# 12 year old with Hashi



## jen1970 (Jul 9, 2010)

I am desperately trying to help my 12 year old son. He was diagnosed with Hashimoto's/Hypothyroidism when he was 10 years old. The past two years have been a nightmare. He has been to 3 doctors. Levothyroxine has been increased 5 times. He is currently taking 100. His hypo symptoms are still present. It breaks my heart to see what this is doing to him. He has trouble focusing and concentrating on school work. He will forget the oral instructions for an assignment. Things were better the first year, but now I honesty think he is worse then when he first got diagnosed. We see an improvement when they increase his medication. He wakes up refreshed. Little things like making sure his shirt is tucked in before he leaves for school. He will get a burst of energy and you can tell he even walks faster. Then he returns to having a hard time waking up in the morning. Seems like a struggle to even half way tuck in his shirt. He will get in trouble at school if it isn't tucked in all the way. His TSH is normal, but I have read not to go by this. I demanded FREE T3 & FREE T4. The doctor didn't want to do this, but I insisted! They both came back on the very bottom of LOW/NORMAL. They added Cytomel once a day. He has increased energy in the day, but crashes in the evening. His lipid studies are so bad. See results and please give advise. Will the hypo symptoms keep returning?

TSH 1.58 0.34-4.82 uiu/ml 
Free T4 0.60 0.59-1.17 ng/dl 
Free T3 4.4 4.3-8.3 pg/ml 
Triglycerides 285 30-150 
HDL cholesterol 29 40-60


----------



## Lovlkn (Dec 20, 2009)

Based on these labs and ranges he is hypo - if he gets properly medcated life for him will get much better. Find a doctor who will dose based on the FT-4 and FT-3.


----------



## Phoenix (Mar 20, 2010)

Hi Jen,

I feel so bad for your son. Please give him a big :hugs: for me.

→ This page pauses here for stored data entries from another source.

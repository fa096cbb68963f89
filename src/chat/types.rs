use chrono::{DateTime, Utc};
use serde::{Deserialize, Serialize};
use thiserror::Error;
use uuid::Uuid;

use crate::models::{ChatMessage, MessageRole, ProviderSlot};

/// Longest auto-generated title, in characters.
pub const AUTO_TITLE_CHARS: usize = 60;

#[derive(Debug, Clone, PartialEq, Eq, Serialize, Deserialize)]
pub struct Conversation {
    pub id: String,
    pub title: Option<String>,
    pub created_at: DateTime<Utc>,
    pub updated_at: DateTime<Utc>,
}

impl Conversation {
    pub fn new(title: Option<String>) -> Self {
        let now = Utc::now();
        Self {
            id: Uuid::new_v4().to_string(),
            title,
            created_at: now,
            updated_at: now,
        }
    }
}

/// A persisted message. `seq` orders messages within their conversation.
#[derive(Debug, Clone, PartialEq, Eq, Serialize, Deserialize)]
pub struct StoredMessage {
    pub id: String,
    pub conversation_id: String,
    pub role: MessageRole,
    pub content: String,
    pub attachment_url: Option<String>,
    /// Provider that produced an assistant message.
    pub provider: Option<String>,
    pub created_at: DateTime<Utc>,
    pub seq: i64,
}

impl StoredMessage {
    pub fn new(conversation_id: impl Into<String>, role: MessageRole, content: impl Into<String>) -> Self {
        Self {
            id: Uuid::new_v4().to_string(),
            conversation_id: conversation_id.into(),
            role,
            content: content.into(),
            attachment_url: None,
            provider: None,
            created_at: Utc::now(),
            seq: 0,
        }
    }

    pub fn with_attachment(mut self, attachment_url: Option<String>) -> Self {
        self.attachment_url = attachment_url;
        self
    }

    pub fn with_provider(mut self, provider: impl Into<String>) -> Self {
        self.provider = Some(provider.into());
        self
    }

    /// Neutral form sent to providers. Attachments are referenced by URL
    /// on a trailing line.
    pub fn to_chat_message(&self) -> ChatMessage {
        match &self.attachment_url {
            Some(url) if self.content.is_empty() => {
                ChatMessage::new(self.role, format!("[Attachment: {}]", url))
            }
            Some(url) => ChatMessage::new(self.role, format!("{}\n[Attachment: {}]", self.content, url)),
            None => ChatMessage::new(self.role, self.content.clone()),
        }
    }
}

/// User input for one turn.
#[derive(Debug, Clone, Default, PartialEq, Eq, Serialize, Deserialize)]
pub struct NewMessage {
    pub content: String,
    #[serde(default)]
    pub attachment_url: Option<String>,
}

impl NewMessage {
    pub fn text(content: impl Into<String>) -> Self {
        Self {
            content: content.into(),
            attachment_url: None,
        }
    }
}

/// A completed user/assistant turn as persisted.
#[derive(Debug, Clone, PartialEq, Eq, Serialize)]
pub struct ChatExchange {
    pub conversation_id: String,
    pub user_message: StoredMessage,
    pub assistant_message: StoredMessage,
    pub provider: String,
    pub slot: ProviderSlot,
    pub attempts: u8,
}

#[derive(Debug, Clone, Serialize)]
pub struct ConversationWithMessages {
    #[serde(flatten)]
    pub conversation: Conversation,
    pub messages: Vec<StoredMessage>,
}

#[derive(Debug, Error, Clone, PartialEq, Eq)]
pub enum ChatError {
    #[error("message content must not be empty")]
    EmptyMessage,

    #[error("message is {length} characters, the limit is {max}")]
    MessageTooLong { length: usize, max: usize },

    #[error("invalid attachment URL: {0}")]
    InvalidAttachment(String),

    #[error("conversation not found: {0}")]
    ConversationNotFound(String),
}

/// Title derived from the first user message: trimmed, single line, at
/// most [`AUTO_TITLE_CHARS`] characters.
pub fn title_from_message(content: &str) -> String {
    let line = content.trim().lines().next().unwrap_or_default().trim();
    line.chars().take(AUTO_TITLE_CHARS).collect()
}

What type of doctor is he seeing? PCP or endo? I agree with Lovlkn, he needs a doctor that is going to look at those FT3 and FT4 numbers. Until they get the T3 higher, he is never going to feel better. Do be aware, that when he is taking a T3 med, the T4 numbers will naturally be surpressed.

I hope he is feeling better soon.

hugs2

Phoenix


----------



## Andros (Aug 26, 2009)

jen1970 said:


> I am desperately trying to help my 12 year old son. He was diagnosed with Hashimoto's/Hypothyroidism when he was 10 years old. The past two years have been a nightmare. He has been to 3 doctors. Levothyroxine has been increased 5 times. He is currently taking 100. His hypo symptoms are still present. It breaks my heart to see what this is doing to him. He has trouble focusing and concentrating on school work. He will forget the oral instructions for an assignment. Things were better the first year, but now I honesty think he is worse then when he first got diagnosed. We see an improvement when they increase his medication. He wakes up refreshed. Little things like making sure his shirt is tucked in before he leaves for school. He will get a burst of energy and you can tell he even walks faster. Then he returns to having a hard time waking up in the morning. Seems like a struggle to even half way tuck in his shirt. He will get in trouble at school if it isn't tucked in all the way. His TSH is normal, but I have read not to go by this. I demanded FREE T3 & FREE T4. The doctor didn't want to do this, but I insisted! They both came back on the very bottom of LOW/NORMAL. They added Cytomel once a day. He has increased energy in the day, but crashes in the evening. His lipid studies are so bad. See results and please give advise. Will the hypo symptoms keep returning?
> 
> TSH 1.58 0.34-4.82 uiu/ml
> Free T4 0.60 0.59-1.17 ng/dl
> ...


Yeah; your son is undermedicated for real. How much Cytomel was added? What time is the evening crash? How long has he been on the Cytomel and is he still on the 100 mcg. of Levothyroxine?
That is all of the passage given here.